Stored data

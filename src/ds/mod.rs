//! Data structures of the object model: values, property tables, functions,
//! class records and instances.

pub mod call_stack;
pub mod class;
pub mod error;
pub mod function;
pub mod instance;
pub mod method_table;
pub mod object;
pub mod property;
pub mod value;
/// Benchmark runner for method dispatch.
///
/// Compares leaf methods (installed as-is) against overriding methods
/// (super-bound trampolines) over chains of increasing depth.

extern crate lineage;

use lineage::{ClassId, MethodTable, Realm, Value};
use std::time::{Duration, Instant};

/// Build a chain of `depth` classes below a base that implements `label`.
/// Every class in the chain overrides `label` when `overriding` is set, and
/// only inherits it otherwise.
fn build_chain(realm: &Realm, depth: usize, overriding: bool) -> ClassId {
    let base = realm.declare(None);
    base.provides(MethodTable::new().leaf("label", |_ctx, _args| Ok(Value::from(1))));
    let mut current = base.class();
    for _ in 0..depth {
        let next = realm.declare(None);
        next.inherits(current);
        if overriding {
            next.provides(MethodTable::new().overriding("label", |ctx, args| {
                let upper = ctx.call_super(args)?;
                Ok(Value::from(upper.as_number().unwrap_or(0.0) + 1.0))
            }));
        }
        current = next.class();
    }
    current
}

/// Run a benchmark and return the execution time.
fn run_benchmark(depth: usize, overriding: bool, iterations: u32) -> (Duration, Value) {
    let realm = Realm::new();
    let class = build_chain(&realm, depth, overriding);
    let instance = match realm.construct(class, vec![]) {
        Ok(instance) => Value::Instance(instance),
        Err(err) => panic!("failed to construct benchmark instance: {}", err),
    };

    let mut last = Value::Undefined;
    let start = Instant::now();
    for _ in 0..iterations {
        last = realm
            .call_method(&instance, "label", vec![])
            .unwrap_or_default();
    }
    (start.elapsed(), last)
}

fn main() {
    println!("=======================================================");
    println!("  lineage - Dispatch Benchmarks");
    println!("  Leaf Methods vs Super-Dispatch");
    println!("=======================================================\n");

    let benchmarks: Vec<(&str, usize, u32)> = vec![
        ("Depth 1", 1, 100_000),
        ("Depth 4", 4, 50_000),
        ("Depth 16", 16, 10_000),
        ("Depth 64", 64, 2_000),
    ];

    println!("{:<20} {:>14} {:>14} {:>10}", "Benchmark", "Leaf", "Overriding", "Overhead");
    println!("{}", "-".repeat(60));

    let mut total_leaf = Duration::ZERO;
    let mut total_overriding = Duration::ZERO;

    for (name, depth, iterations) in &benchmarks {
        let (leaf_dur, leaf_value) = run_benchmark(*depth, false, *iterations);
        let (overriding_dur, overriding_value) = run_benchmark(*depth, true, *iterations);
        total_leaf += leaf_dur;
        total_overriding += overriding_dur;

        let overhead = overriding_dur.as_secs_f64() / leaf_dur.as_secs_f64();

        println!(
            "{:<20} {:>12.2?} {:>12.2?} {:>9.2}x",
            name, leaf_dur, overriding_dur, overhead
        );

        // Verify correctness
        assert_eq!(leaf_value, Value::from(1));
        assert_eq!(overriding_value, Value::from(*depth as f64 + 1.0));
    }

    println!("{}", "-".repeat(60));
    let total_overhead = total_overriding.as_secs_f64() / total_leaf.as_secs_f64();
    println!(
        "{:<20} {:>12.2?} {:>12.2?} {:>9.2}x",
        "TOTAL", total_leaf, total_overriding, total_overhead
    );
}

## Aim of the task
Once more, print all the records exactly.

## Response
filename src/ds/mod.rs
//! Data structures of the object model: values, property tables, functions,
//! class records and instances.

pub mod call_stack;
pub mod class;
pub mod error;
pub mod function;
pub mod instance;
pub mod method_table;
pub mod object;
pub mod property;
pub mod value;
/// Benchmark runner for method dispatch.
///
/// Compares leaf methods (installed as-is) against overriding methods
/// (super-bound trampolines) over chains of increasing depth.

extern crate lineage;

use lineage::{ClassId, MethodTable, Realm, Value};
use std::time::{Duration, Instant};

/// Build a chain of `depth` classes below a base that implements `label`.
/// Every class in the chain overrides `label` when `overriding` is set, and
/// only inherits it otherwise.
fn build_chain(realm: &Realm, depth: usize, overriding: bool) -> ClassId {
    let base = realm.declare(None);
    base.provides(MethodTable::new().leaf("label", |_ctx, _args| Ok(Value::from(1))));
    let mut current = base.class();
    for _ in 0..depth {
        let next = realm.declare(None);
        next.inherits(current);
        if overriding {
            next.provides(MethodTable::new().overriding("label", |ctx, args| {
                let upper = ctx.call_super(args)?;
                Ok(Value::from(upper.as_number().unwrap_or(0.0) + 1.0))
            }));
        }
        current = next.class();
    }
    current
}

/// Run a benchmark and return the execution time.
fn run_benchmark(depth: usize, overriding: bool, iterations: u32) -> (Duration, Value) {
    let realm = Realm::new();
    let class = build_chain(&realm, depth, overriding);
    let instance = match realm.construct(class, vec![]) {
        Ok(instance) => Value::Instance(instance),
        Err(err) => panic!("failed to construct benchmark instance: {}", err),
    };

    let mut last = Value::Undefined;
    let start = Instant::now();
    for _ in 0..iterations {
        last = realm
            .call_method(&instance, "label", vec![])
            .unwrap_or_default();
    }
    (start.elapsed(), last)
}

fn main() {
    println!("=======================================================");
    println!("  lineage - Dispatch Benchmarks");
    println!("  Leaf Methods vs Super-Dispatch");
    println!("=======================================================\n");

    let benchmarks: Vec<(&str, usize, u32)> = vec![
        ("Depth 1", 1, 100_000),
        ("Depth 4", 4, 50_000),
        ("Depth 16", 16, 10_000),
        ("Depth 64", 64, 2_000),
    ];

    println!("{:<20} {:>14} {:>14} {:>10}", "Benchmark", "Leaf", "Overriding", "Overhead");
    println!("{}", "-".repeat(60));

    let mut total_leaf = Duration::ZERO;
    let mut total_overriding = Duration::ZERO;

    for (name, depth, iterations) in &benchmarks {
        let (leaf_dur, leaf_value) = run_benchmark(*depth, false, *iterations);
        let (overriding_dur, overriding_value) = run_benchmark(*depth, true, *iterations);
        total_leaf += leaf_dur;
        total_overriding += overriding_dur;

        let overhead = overriding_dur.as_secs_f64() / leaf_dur.as_secs_f64();

        println!(
            "{:<20} {:>12.2?} {:>12.2?} {:>9.2}x",
            name, leaf_dur, overriding_dur, overhead
        );

        // Verify correctness
        assert_eq!(leaf_value, Value::from(1));
        assert_eq!(overriding_value, Value::from(*depth as f64 + 1.0));
    }

    println!("{}", "-".repeat(60));
    let total_overhead = total_overriding.as_secs_f64() / total_leaf.as_secs_f64();
    println!(
        "{:<20} {:>12.2?} {:>12.2?} {:>9.2}x",
        "TOTAL", total_leaf, total_overriding, total_overhead
    );
}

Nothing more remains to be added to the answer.